■ Task requirements ■
Only the number is wanted: how many lines in the data contain "that"?

■ Data shown ■
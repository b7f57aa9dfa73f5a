//! Writes the composed chart as pretty-printed JSON.
//!
//! The document is the serde form of [`ChartSpec`] and can be read back with
//! `serde_json::from_str::<ChartSpec>`.

use std::path::Path;

use crate::adapters::output::{output_error, write_output};
use crate::domain::chart::ChartSpec;
use crate::domain::error::ChartError;
use crate::ports::render_port::RenderPort;

#[derive(Debug, Default, Clone, Copy)]
pub struct JsonChartAdapter;

impl JsonChartAdapter {
    pub fn new() -> Self {
        Self
    }
}

impl RenderPort for JsonChartAdapter {
    fn render(&self, chart: &ChartSpec, output_path: &Path) -> Result<(), ChartError> {
        let json =
            serde_json::to_string_pretty(chart).map_err(|e| output_error(output_path, e))?;
        write_output(output_path, &json)
    }

    fn extension(&self) -> &'static str {
        "json"
    }
}
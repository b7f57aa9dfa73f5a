//! Configuration access port.

/// Typed lookups over a sectioned key/value configuration. Numeric and
/// boolean getters fall back to `default` when a key is missing or malformed.
pub trait ConfigPort {
    fn get_string(&self, section: &str, key: &str) -> Option<String>;
    fn get_int(&self, section: &str, key: &str, default: i64) -> i64;
    fn get_double(&self, section: &str, key: &str, default: f64) -> f64;
    fn get_bool(&self, section: &str, key: &str, default: bool) -> bool;
}
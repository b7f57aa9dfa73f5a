//! Boundary between the pipeline and a market-data provider.
//!
//! Validates inputs before the provider is touched, canonicalizes the
//! symbol, bounds each provider call by a timeout and applies an explicit,
//! bounded retry policy to transient failures.

use std::sync::Arc;
use std::sync::mpsc::{self, RecvTimeoutError};
use std::thread;
use std::time::Duration;

use chrono::NaiveDate;
use tracing::{debug, warn};

use crate::domain::error::ChartError;
use crate::domain::ohlcv::RawBar;
use crate::ports::data_port::MarketDataPort;

pub type SharedDataPort = Arc<dyn MarketDataPort + Send + Sync>;

const MAX_SYMBOL_LEN: usize = 32;

#[derive(Debug, Clone, Copy, PartialEq, Eq)]
pub struct FetchPolicy {
    pub timeout: Duration,
    /// Extra attempts after the first one; only retryable errors are retried.
    pub max_retries: u32,
    pub retry_delay: Duration,
}

impl Default for FetchPolicy {
    fn default() -> Self {
        Self {
            timeout: Duration::from_secs(10),
            max_retries: 0,
            retry_delay: Duration::from_millis(500),
        }
    }
}

/// Trims and uppercases a ticker, rejecting empty or malformed input.
pub fn normalize_symbol(raw: &str) -> Result<String, ChartError> {
    let symbol = raw.trim().to_uppercase();
    if symbol.is_empty() {
        return Err(ChartError::InvalidSymbol {
            symbol: raw.to_string(),
            reason: "symbol is empty".to_string(),
        });
    }
    if symbol.len() > MAX_SYMBOL_LEN {
        return Err(ChartError::InvalidSymbol {
            symbol: raw.to_string(),
            reason: format!("symbol is longer than {MAX_SYMBOL_LEN} characters"),
        });
    }
    if let Some(bad) = symbol
        .chars()
        .find(|&c| !(c.is_ascii_alphanumeric() || matches!(c, '.' | '-' | '^' | '=')))
    {
        return Err(ChartError::InvalidSymbol {
            symbol: raw.to_string(),
            reason: format!("unexpected character {bad:?}"),
        });
    }
    Ok(symbol)
}

pub fn check_range(start: NaiveDate, end: NaiveDate) -> Result<(), ChartError> {
    if start > end {
        return Err(ChartError::InvalidRange { start, end });
    }
    Ok(())
}

pub struct DataFetcher {
    port: SharedDataPort,
    policy: FetchPolicy,
}

impl DataFetcher {
    pub fn new(port: SharedDataPort, policy: FetchPolicy) -> Self {
        Self { port, policy }
    }

    pub fn policy(&self) -> FetchPolicy {
        self.policy
    }

    /// Fetches rows for the inclusive range `[start, end]`.
    pub fn fetch(
        &self,
        symbol: &str,
        start: NaiveDate,
        end: NaiveDate,
    ) -> Result<Vec<RawBar>, ChartError> {
        check_range(start, end)?;
        let symbol = normalize_symbol(symbol)?;

        let mut attempt: u32 = 0;
        loop {
            match self.fetch_once(&symbol, start, end) {
                Err(e) if e.is_retryable() && attempt < self.policy.max_retries => {
                    attempt += 1;
                    warn!(
                        %symbol,
                        attempt,
                        max_retries = self.policy.max_retries,
                        error = %e,
                        "retrying market data fetch"
                    );
                    thread::sleep(self.policy.retry_delay);
                }
                result => {
                    if let Ok(rows) = &result {
                        debug!(%symbol, rows = rows.len(), "fetched market data");
                    }
                    return result;
                }
            }
        }
    }

    pub fn list_symbols(&self) -> Result<Vec<String>, ChartError> {
        self.port.list_symbols()
    }

    /// Runs the provider call on a worker thread and waits at most
    /// `policy.timeout` for it. A call that overruns is abandoned; its
    /// result is discarded when it eventually arrives.
    fn fetch_once(
        &self,
        symbol: &str,
        start: NaiveDate,
        end: NaiveDate,
    ) -> Result<Vec<RawBar>, ChartError> {
        let (tx, rx) = mpsc::channel();
        let port = Arc::clone(&self.port);
        let owned = symbol.to_string();

        thread::Builder::new()
            .name(format!("fetch-{symbol}"))
            .spawn(move || {
                let _ = tx.send(port.fetch_ohlcv(&owned, start, end));
            })
            .map_err(|e| ChartError::Provider {
                reason: format!("failed to start fetch worker: {e}"),
            })?;

        match rx.recv_timeout(self.policy.timeout) {
            Ok(result) => result,
            Err(RecvTimeoutError::Timeout) => Err(ChartError::Provider {
                reason: format!(
                    "fetch for {symbol} timed out after {} ms",
                    self.policy.timeout.as_millis()
                ),
            }),
            Err(RecvTimeoutError::Disconnected) => Err(ChartError::Provider {
                reason: format!("fetch worker for {symbol} exited without a result"),
            }),
        }
    }
}
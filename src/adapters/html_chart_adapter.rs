//! Standalone HTML chart page rendered with Askama.
//!
//! The page loads plotly.js and draws the figure built by
//! [`plotly_figure::figure`](crate::adapters::plotly_figure::figure).

use std::path::Path;

use askama::Template;
use chrono::NaiveDate;

use crate::adapters::output::{output_error, write_output};
use crate::adapters::plotly_figure::{figure, to_script_json};
use crate::domain::chart::ChartSpec;
use crate::domain::error::ChartError;
use crate::ports::render_port::RenderPort;

pub const DEFAULT_PLOTLY_SRC: &str = "https://cdn.plot.ly/plotly-2.35.2.min.js";

#[derive(Template)]
#[template(path = "chart.html")]
struct ChartPage<'a> {
    title: &'a str,
    symbol: &'a str,
    plotly_src: &'a str,
    first_date: NaiveDate,
    last_date: NaiveDate,
    sessions: usize,
    figure_json: String,
}

#[derive(Debug, Clone)]
pub struct HtmlChartAdapter {
    plotly_src: String,
}

impl HtmlChartAdapter {
    pub fn new() -> Self {
        Self {
            plotly_src: DEFAULT_PLOTLY_SRC.to_string(),
        }
    }

    /// Loads plotly.js from `src` instead of the public CDN.
    pub fn with_plotly_src(mut self, src: impl Into<String>) -> Self {
        self.plotly_src = src.into();
        self
    }

    pub fn render_to_string(&self, chart: &ChartSpec) -> Result<String, ChartError> {
        let candles = chart.candlestick().ok_or_else(|| ChartError::EmptyComposition {
            symbol: chart.symbol.clone(),
        })?;
        let (Some(&first_date), Some(&last_date)) = (candles.dates.first(), candles.dates.last())
        else {
            return Err(ChartError::EmptyComposition {
                symbol: chart.symbol.clone(),
            });
        };

        let figure_json = to_script_json(&figure(chart)).map_err(|e| ChartError::Output {
            path: "<html>".to_string(),
            reason: e.to_string(),
        })?;

        let page = ChartPage {
            title: &chart.title,
            symbol: &chart.symbol,
            plotly_src: &self.plotly_src,
            first_date,
            last_date,
            sessions: candles.dates.len(),
            figure_json,
        };
        page.render().map_err(|e| ChartError::Output {
            path: "<html>".to_string(),
            reason: e.to_string(),
        })
    }
}

impl Default for HtmlChartAdapter {
    fn default() -> Self {
        Self::new()
    }
}

impl RenderPort for HtmlChartAdapter {
    fn render(&self, chart: &ChartSpec, output_path: &Path) -> Result<(), ChartError> {
        let html = self.render_to_string(chart).map_err(|e| match e {
            ChartError::Output { reason, .. } => output_error(output_path, reason),
            other => other,
        })?;
        write_output(output_path, &html)
    }

    fn extension(&self) -> &'static str {
        "html"
    }
}
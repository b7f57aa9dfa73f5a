//! CSV file market-data adapter.
//!
//! One file per instrument, `{SYMBOL}.csv`, with a header row naming at least
//! `date`, `open`, `high`, `low`, `close` and `volume` (case-insensitive, any
//! order, extra columns ignored). Empty cells are read as missing values.

use crate::domain::error::ChartError;
use crate::domain::ohlcv::RawBar;
use crate::ports::data_port::MarketDataPort;
use chrono::NaiveDate;
use std::fs;
use std::io::ErrorKind;
use std::path::PathBuf;

const DATE_FORMAT: &str = "%Y-%m-%d";

pub struct CsvAdapter {
    base_path: PathBuf,
}

struct Columns {
    date: usize,
    open: usize,
    high: usize,
    low: usize,
    close: usize,
    volume: usize,
}

impl Columns {
    fn from_headers(headers: &csv::StringRecord, path: &str) -> Result<Self, ChartError> {
        let find = |name: &str| {
            headers
                .iter()
                .position(|h| h.trim().eq_ignore_ascii_case(name))
                .ok_or_else(|| ChartError::Provider {
                    reason: format!("{path}: missing {name} column"),
                })
        };
        Ok(Self {
            date: find("date")?,
            open: find("open")?,
            high: find("high")?,
            low: find("low")?,
            close: find("close")?,
            volume: find("volume")?,
        })
    }
}

impl CsvAdapter {
    pub fn new(base_path: PathBuf) -> Self {
        Self { base_path }
    }

    /// Finds `{symbol}.csv`, matching the file stem case-insensitively so that
    /// every symbol `list_symbols` reports can be fetched.
    fn csv_path(&self, symbol: &str) -> Result<PathBuf, ChartError> {
        let exact = self.base_path.join(format!("{}.csv", symbol));
        if exact.is_file() {
            return Ok(exact);
        }

        let not_found = || ChartError::NotFound {
            symbol: symbol.to_string(),
        };
        let entries = match fs::read_dir(&self.base_path) {
            Ok(entries) => entries,
            Err(e) if e.kind() == ErrorKind::NotFound => return Err(not_found()),
            Err(e) => {
                return Err(ChartError::Provider {
                    reason: format!(
                        "failed to read directory {}: {}",
                        self.base_path.display(),
                        e
                    ),
                });
            }
        };

        entries
            .filter_map(Result::ok)
            .map(|entry| entry.path())
            .find(|path| {
                path.extension().is_some_and(|ext| ext == "csv")
                    && path
                        .file_stem()
                        .and_then(|stem| stem.to_str())
                        .is_some_and(|stem| stem.eq_ignore_ascii_case(symbol))
            })
            .ok_or_else(not_found)
    }
}

fn cell<'a>(record: &'a csv::StringRecord, index: usize) -> Option<&'a str> {
    record.get(index).map(str::trim).filter(|s| !s.is_empty())
}

fn parse_price(
    record: &csv::StringRecord,
    index: usize,
    name: &str,
    date: NaiveDate,
) -> Result<Option<f64>, ChartError> {
    cell(record, index)
        .map(|raw| {
            raw.parse::<f64>().map_err(|e| ChartError::InvalidRecord {
                date,
                reason: format!("invalid {name} value {raw:?}: {e}"),
            })
        })
        .transpose()
}

fn parse_volume(
    record: &csv::StringRecord,
    index: usize,
    date: NaiveDate,
) -> Result<Option<u64>, ChartError> {
    let Some(raw) = cell(record, index) else {
        return Ok(None);
    };
    if let Ok(volume) = raw.parse::<u64>() {
        return Ok(Some(volume));
    }
    // Some exports write volume as a float, e.g. "1200.0".
    match raw.parse::<f64>() {
        Ok(v) if v.is_finite() && v >= 0.0 && v.fract() == 0.0 => Ok(Some(v as u64)),
        _ => Err(ChartError::InvalidRecord {
            date,
            reason: format!("invalid volume value {raw:?}"),
        }),
    }
}

impl MarketDataPort for CsvAdapter {
    fn fetch_ohlcv(
        &self,
        symbol: &str,
        start_date: NaiveDate,
        end_date: NaiveDate,
    ) -> Result<Vec<RawBar>, ChartError> {
        let path = self.csv_path(symbol)?;
        let display = path.display().to_string();
        let content = fs::read_to_string(&path).map_err(|e| match e.kind() {
            ErrorKind::NotFound => ChartError::NotFound {
                symbol: symbol.to_string(),
            },
            _ => ChartError::Provider {
                reason: format!("failed to read {}: {}", display, e),
            },
        })?;

        let mut rdr = csv::Reader::from_reader(content.as_bytes());
        let headers = rdr.headers().map_err(|e| ChartError::Provider {
            reason: format!("{display}: CSV header error: {e}"),
        })?;
        let columns = Columns::from_headers(headers, &display)?;
        let mut bars = Vec::new();

        for result in rdr.records() {
            let record = result.map_err(|e| ChartError::Provider {
                reason: format!("{display}: CSV parse error: {e}"),
            })?;

            let date_str = cell(&record, columns.date).ok_or_else(|| ChartError::Provider {
                reason: format!("{display}: row without a date"),
            })?;
            let date = NaiveDate::parse_from_str(date_str, DATE_FORMAT).map_err(|e| {
                ChartError::Provider {
                    reason: format!("{display}: invalid date {date_str:?}: {e}"),
                }
            })?;

            if date < start_date || date > end_date {
                continue;
            }

            bars.push(RawBar {
                date,
                open: parse_price(&record, columns.open, "open", date)?,
                high: parse_price(&record, columns.high, "high", date)?,
                low: parse_price(&record, columns.low, "low", date)?,
                close: parse_price(&record, columns.close, "close", date)?,
                volume: parse_volume(&record, columns.volume, date)?,
            });
        }

        bars.sort_by_key(|b| b.date);
        Ok(bars)
    }

    fn list_symbols(&self) -> Result<Vec<String>, ChartError> {
        let entries = fs::read_dir(&self.base_path).map_err(|e| ChartError::Provider {
            reason: format!(
                "failed to read directory {}: {}",
                self.base_path.display(),
                e
            ),
        })?;

        let mut symbols = Vec::new();

        for entry in entries {
            let entry = entry.map_err(|e| ChartError::Provider {
                reason: format!("directory entry error: {}", e),
            })?;

            let name = entry.file_name();
            let name_str = name.to_string_lossy();

            if let Some(symbol) = name_str.strip_suffix(".csv") {
                symbols.push(symbol.to_uppercase());
            }
        }

        symbols.sort();
        Ok(symbols)
    }
}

■ Response below ■
2